Reproduce each entry exactly.

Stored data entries
┏━━
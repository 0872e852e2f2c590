//! Connection management for tunnel sessions
//!
//! Provides the per-socket wrapper with optional stream encryption and
//! independent half-close, the bounded buffer pool that throttles copying,
//! the bidirectional pipe engine and reconnection backoff.

pub mod connection;
pub mod reconnect;
pub mod recycler;
pub mod relay;
pub mod session;

pub use connection::{ConnReader, ConnWriter, ManagedConnection, Transform};
pub use reconnect::{ReconnectConfig, ReconnectError, ReconnectManager};
pub use recycler::{BufferRecycler, RecycledBuffer, RecyclerClosed, DEFAULT_BUFFER_SIZE};
pub use relay::{relay, RelayStats};
pub use session::{ActiveSessionGuard, Session, SessionCounter, SessionReport};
┗━━
# RESULT
repository 0872e852e2f2c590
//! Connection management for tunnel sessions
//!
//! Provides the per-socket wrapper with optional stream encryption and
//! independent half-close, the bounded buffer pool that throttles copying,
//! the bidirectional pipe engine and reconnection backoff.

pub mod connection;
pub mod reconnect;
pub mod recycler;
pub mod relay;
pub mod session;

pub use connection::{ConnReader, ConnWriter, ManagedConnection, Transform};
pub use reconnect::{ReconnectConfig, ReconnectError, ReconnectManager};
pub use recycler::{BufferRecycler, RecycledBuffer, RecyclerClosed, DEFAULT_BUFFER_SIZE};
pub use relay::{relay, RelayStats};
pub use session::{ActiveSessionGuard, Session, SessionCounter, SessionReport};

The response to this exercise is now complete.